use crate::error::{LayoutError, Result};

/// Drawing roles. Canvas pixels hold the role index; RGB values are only
/// looked up in the [`Palette`] when the canvas is encoded.
#[derive(Debug, Clone, Copy, PartialEq, Eq, Hash)]
#[repr(u8)]
pub enum Swatch {
    Background = 0,
    Interior,
    Wall,
    Door,
    Window,
    Furniture,
    Text,
    Outline,
    Handle,
    Divider,
}

impl Swatch {
    pub const ALL: [Swatch; 10] = [
        Swatch::Background,
        Swatch::Interior,
        Swatch::Wall,
        Swatch::Door,
        Swatch::Window,
        Swatch::Furniture,
        Swatch::Text,
        Swatch::Outline,
        Swatch::Handle,
        Swatch::Divider,
    ];

    pub fn index(self) -> u8 {
        self as u8
    }

    pub fn from_index(index: u8) -> Option<Self> {
        Self::ALL.get(index as usize).copied()
    }

    pub fn name(self) -> &'static str {
        match self {
            Swatch::Background => "background",
            Swatch::Interior => "interior",
            Swatch::Wall => "wall",
            Swatch::Door => "door",
            Swatch::Window => "window",
            Swatch::Furniture => "furniture",
            Swatch::Text => "text",
            Swatch::Outline => "outline",
            Swatch::Handle => "handle",
            Swatch::Divider => "divider",
        }
    }

    fn default_rgb(self) -> [u8; 3] {
        match self {
            Swatch::Background => [0xff, 0xff, 0xff],
            Swatch::Interior => [0xec, 0xf0, 0xf1],
            Swatch::Wall => [0x2c, 0x3e, 0x50],
            Swatch::Door => [0x8b, 0x45, 0x13],
            Swatch::Window => [0x34, 0x98, 0xdb],
            Swatch::Furniture => [0xe7, 0x4c, 0x3c],
            Swatch::Text => [0x00, 0x00, 0x00],
            Swatch::Outline => [0x00, 0x00, 0x00],
            Swatch::Handle => [0xff, 0xd7, 0x00],
            Swatch::Divider => [0xff, 0xff, 0xff],
        }
    }
}

#[derive(Clone, Debug, PartialEq, Eq)]
pub struct Palette {
    colors: Vec<u8>, // RGB triplets, indexed by Swatch
}

impl Default for Palette {
    fn default() -> Self {
        let mut colors = Vec::with_capacity(Swatch::ALL.len() * 3);
        for swatch in Swatch::ALL {
            colors.extend_from_slice(&swatch.default_rgb());
        }
        Self { colors }
    }
}

impl Palette {
    /// Build a palette from theme colors, keeping defaults for roles the theme
    /// leaves unset.
    pub fn from_theme(theme_palette: &crate::theme::ThemePalette) -> Result<Self> {
        let mut palette = Self::default();
        for swatch in Swatch::ALL {
            if let Some(hex) = theme_palette.get(swatch) {
                palette.set_rgb(swatch, parse_hex_color(swatch.name(), hex)?);
            }
        }
        Ok(palette)
    }

    pub fn colors(&self) -> &[u8] {
        &self.colors
    }

    pub fn get_rgb(&self, swatch: Swatch) -> (u8, u8, u8) {
        let idx = swatch.index() as usize * 3;
        (self.colors[idx], self.colors[idx + 1], self.colors[idx + 2])
    }

    /// Look up a raw canvas value. Unknown indices render as the background.
    pub fn rgb_for_index(&self, index: u8) -> [u8; 3] {
        let swatch = Swatch::from_index(index).unwrap_or(Swatch::Background);
        let (r, g, b) = self.get_rgb(swatch);
        [r, g, b]
    }

    pub fn set_rgb(&mut self, swatch: Swatch, rgb: [u8; 3]) {
        let idx = swatch.index() as usize * 3;
        self.colors[idx..idx + 3].copy_from_slice(&rgb);
    }
}

/// Parse `#rrggbb` (the leading `#` is optional).
pub fn parse_hex_color(role: &'static str, value: &str) -> Result<[u8; 3]> {
    let invalid = || LayoutError::InvalidColor {
        role,
        value: value.to_string(),
    };

    let hex = value.trim().trim_start_matches('#');
    if hex.len() != 6 || !hex.chars().all(|c| c.is_ascii_hexdigit()) {
        return Err(invalid());
    }

    let channel = |i: usize| u8::from_str_radix(&hex[i..i + 2], 16).map_err(|_| invalid());
    Ok([channel(0)?, channel(2)?, channel(4)?])
}

#[cfg(test)]
mod tests {
    use super::*;
    use crate::theme::ThemePalette;

    #[test]
    fn test_default_palette_matches_plan_colors() {
        let palette = Palette::default();
        assert_eq!(palette.get_rgb(Swatch::Wall), (0x2c, 0x3e, 0x50));
        assert_eq!(palette.get_rgb(Swatch::Door), (0x8b, 0x45, 0x13));
        assert_eq!(palette.get_rgb(Swatch::Window), (0x34, 0x98, 0xdb));
        assert_eq!(palette.get_rgb(Swatch::Furniture), (0xe7, 0x4c, 0x3c));
        assert_eq!(palette.get_rgb(Swatch::Text), (0, 0, 0));
        assert_eq!(palette.colors().len(), Swatch::ALL.len() * 3);
    }

    #[test]
    fn test_swatch_index_roundtrip() {
        for swatch in Swatch::ALL {
            assert_eq!(Swatch::from_index(swatch.index()), Some(swatch));
        }
        assert_eq!(Swatch::from_index(200), None);
    }

    #[test]
    fn test_parse_hex_color() {
        assert_eq!(parse_hex_color("wall", "#2c3e50").unwrap(), [0x2c, 0x3e, 0x50]);
        assert_eq!(parse_hex_color("wall", "FFFFFF").unwrap(), [255, 255, 255]);
        assert!(parse_hex_color("wall", "#fff").is_err());
        assert!(parse_hex_color("wall", "#gg0000").is_err());
    }

    #[test]
    fn test_theme_overrides_only_named_roles() {
        let theme = ThemePalette {
            wall: Some("#112233".to_string()),
            ..Default::default()
        };
        let palette = Palette::from_theme(&theme).unwrap();
        assert_eq!(palette.get_rgb(Swatch::Wall), (0x11, 0x22, 0x33));
        assert_eq!(palette.get_rgb(Swatch::Door), Palette::default().get_rgb(Swatch::Door));
    }

    #[test]
    fn test_theme_with_bad_color_is_rejected() {
        let theme = ThemePalette {
            door: Some("brown".to_string()),
            ..Default::default()
        };
        match Palette::from_theme(&theme) {
            Err(LayoutError::InvalidColor { role, .. }) => assert_eq!(role, "door"),
            other => panic!("expected InvalidColor, got {:?}", other),
        }
    }
}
════════════════
EXERCISE DETAILS: Exactly repeat the lines above, from the opening line through the one with "fn default_rgb(self) ->", and include nothing else.

ANSWER AREA:
use crate::error::{LayoutError, Result};

/// Drawing roles. Canvas pixels hold the role index; RGB values are only
/// looked up in the [`Palette`] when the canvas is encoded.
#[derive(Debug, Clone, Copy, PartialEq, Eq, Hash)]
#[repr(u8)]
pub enum Swatch {
    Background = 0,
    Interior,
    Wall,
    Door,
    Window,
    Furniture,
    Text,
    Outline,
    Handle,
    Divider,
}

impl Swatch {
    pub const ALL: [Swatch; 10] = [
        Swatch::Background,
        Swatch::Interior,
        Swatch::Wall,
        Swatch::Door,
        Swatch::Window,
        Swatch::Furniture,
        Swatch::Text,
        Swatch::Outline,
        Swatch::Handle,
        Swatch::Divider,
    ];

    pub fn index(self) -> u8 {
        self as u8
    }

    pub fn from_index(index: u8) -> Option<Self> {
        Self::ALL.get(index as usize).copied()
    }

    pub fn name(self) -> &'static str {
        match self {
            Swatch::Background => "background",
            Swatch::Interior => "interior",
            Swatch::Wall => "wall",
            Swatch::Door => "door",
            Swatch::Window => "window",
            Swatch::Furniture => "furniture",
            Swatch::Text => "text",
            Swatch::Outline => "outline",
            Swatch::Handle => "handle",
            Swatch::Divider => "divider",
        }
    }

    fn default_rgb(self) -> [u8; 3] {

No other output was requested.